Trois cents kilos de documents et quatre personnes pour gérer uniquement les dossiers des ex-salariés de SFR. Le cabinet d’avocats montpelliérain de Me Romain Geoffroy et Sarah Diamant-Berger est un peu débordé en ce début d’été. D’ici à la fin de semaine, il devrait avoir déposé 300 saisines dans quinze tribunaux de prud’hommes différents. Nantes, Massy, Marseille, Lyon, Paris… Quatre-vingts ont déjà été enregistrées. La carte des juridictions redessine les sites ou anciens sites SFR touchés, et certains même gommés, par le gigantesque plan de départs volontaires (PDV) qui a permis au groupe de supprimer, en quelques mois, 5 000 postes sur 15 000. Le plus gros plan social de France n’a pas fait beaucoup de bruit, mais il a produit une sourde colère chez une partie de ces « volontaires ». Finalement pas si volontaires que ça.

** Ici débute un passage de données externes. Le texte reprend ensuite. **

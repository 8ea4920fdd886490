//! Double top / double bottom: twin swing extremes at the same level with a
//! close beyond the neckline between them.

use std::collections::BTreeMap;

use crate::detectors::util::{
    clamp_strength, highest_high, lowest_low, swing_highs, swing_lows, target_from_risk,
};
use crate::domain::signal::meta;
use crate::domain::{CandleWindow, Direction, RawCandidate};
use crate::registry::{Detector, DetectorError};

/// Twin-extreme reversal pattern.
///
/// Two consecutive swing highs (lows) within `peak_tolerance` of each other
/// define the pattern; the neckline is the extreme between them. A close
/// beyond the neckline fires against the pattern's direction.
#[derive(Debug, Clone)]
pub struct DoubleTopBottom {
    /// Pivot strength: candles on each side a swing must dominate.
    pub pivot_strength: usize,
    /// Relative tolerance for the two extremes to count as "the same level".
    pub peak_tolerance: f64,
    pub reward_multiple: f64,
}

impl Default for DoubleTopBottom {
    fn default() -> Self {
        Self {
            pivot_strength: 2,
            peak_tolerance: 0.004,
            reward_multiple: 2.0,
        }
    }
}

impl DoubleTopBottom {
    fn build(
        &self,
        window: &CandleWindow,
        direction: Direction,
        neckline: f64,
        first_extreme: f64,
        second_extreme: f64,
    ) -> Option<RawCandidate> {
        let last = window.last();
        let entry = last.close;
        let stop = match direction {
            // Short against a double top: stop above the higher peak.
            Direction::Short => first_extreme.max(second_extreme),
            // Long against a double bottom: stop below the lower trough.
            Direction::Long => first_extreme.min(second_extreme),
        };
        let target = target_from_risk(entry, stop, self.reward_multiple)?;

        let mut metadata = BTreeMap::new();
        metadata.insert(meta::ENTRY.to_string(), entry);
        metadata.insert(meta::STOP.to_string(), stop);
        metadata.insert(meta::TARGET.to_string(), target);
        metadata.insert("neckline".to_string(), neckline);

        let mid = 0.5 * (first_extreme + second_extreme);
        let separation = (first_extreme - second_extreme).abs() / mid;
        // Tighter twin extremes are a cleaner pattern.
        let closeness = 1.0 - (separation / self.peak_tolerance).min(1.0);

        Some(RawCandidate {
            detector_id: "double_top_bottom".into(),
            family: "structure".into(),
            direction,
            anchor_price: neckline,
            anchor_time: last.time,
            raw_strength: clamp_strength(0.6 + 0.3 * closeness),
            metadata,
        })
    }
}

impl Detector for DoubleTopBottom {
    fn id(&self) -> &str {
        "double_top_bottom"
    }

    fn family(&self) -> &str {
        "structure"
    }

    fn detect(&self, window: &CandleWindow) -> Result<Vec<RawCandidate>, DetectorError> {
        let candles = window.candles();
        if candles.len() < 4 * self.pivot_strength + 3 {
            return Ok(Vec::new());
        }
        let last = window.last();
        let mut out = Vec::new();

        // Double top → short below the neckline.
        let highs = swing_highs(window, self.pivot_strength);
        if highs.len() >= 2 {
            let (i1, h1) = highs[highs.len() - 2];
            let (i2, h2) = highs[highs.len() - 1];
            let mid = 0.5 * (h1 + h2);
            if (h1 - h2).abs() / mid <= self.peak_tolerance {
                let neckline =
                    lowest_low(&candles[i1..=i2]).expect("pivot span is non-empty");
                if last.close < neckline {
                    out.push(self.build(window, Direction::Short, neckline, h1, h2));
                }
            }
        }

        // Double bottom → long above the neckline.
        let lows = swing_lows(window, self.pivot_strength);
        if lows.len() >= 2 {
            let (i1, l1) = lows[lows.len() - 2];
            let (i2, l2) = lows[lows.len() - 1];
            let mid = 0.5 * (l1 + l2);
            if (l1 - l2).abs() / mid <= self.peak_tolerance {
                let neckline =
                    highest_high(&candles[i1..=i2]).expect("pivot span is non-empty");
                if last.close > neckline {
                    out.push(self.build(window, Direction::Long, neckline, l1, l2));
                }
            }
        }

        Ok(out.into_iter().flatten().collect())
    }
}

Pourtant, il y a tout juste un an, ces mêmes salariés de SFR se bousculaient au portillon de sortie. Le méga-plan de départs volontaires, dit « accord de New Deal », validé à l’ombre de l’été de 2016 par les deux syndicats majoritaires (Unsa et CDFT), prévoyait que les salariés pourraient se porter candidats entre le 1er juillet et le 30 novembre 2017. En réalité, plus d’un millier avaient pu partir avant même cette date. Et début juillet, à l’ouverture officielle du guichet, les ressources humaines et le cabinet d’accompagnement du plan ont croulé sous les candidatures au départ (lire l’épisode 5, « Le hara-kiri social »). Quelques mois auparavant, certains métiers avaient été définis comme « éligibles » au départ, et d’autres non. Une sorte de bourse d’échange avait été mise en place en interne, avec un site dédié où ceux qui voulaient partir alors que leur poste était conservé pouvaient troquer leur job avec ceux qui voulaient rester mais dont le poste était supprimé.
L’expression qui revient cependant le plus souvent dans la bouche des salariés pour qualifier cette période est « foire d’empoigne ». Pour avoir plus de chances d’être « pris », certains cachaient à leurs collègues les plus proches qu’ils avaient candidaté au départ. Une salariée de Saint-Herblain, un gros site de l’agglomération de Nantes, m’a même raconté avoir fait croire à son équipe qu’elle partait en vacances, alors qu’elle quittait l’entreprise après vingt ans de service. Chez les vendeurs en boutique, un système d’échange parallèle via les boites mail internes s’était monté, jusqu’à ce que la direction y mettre un terme.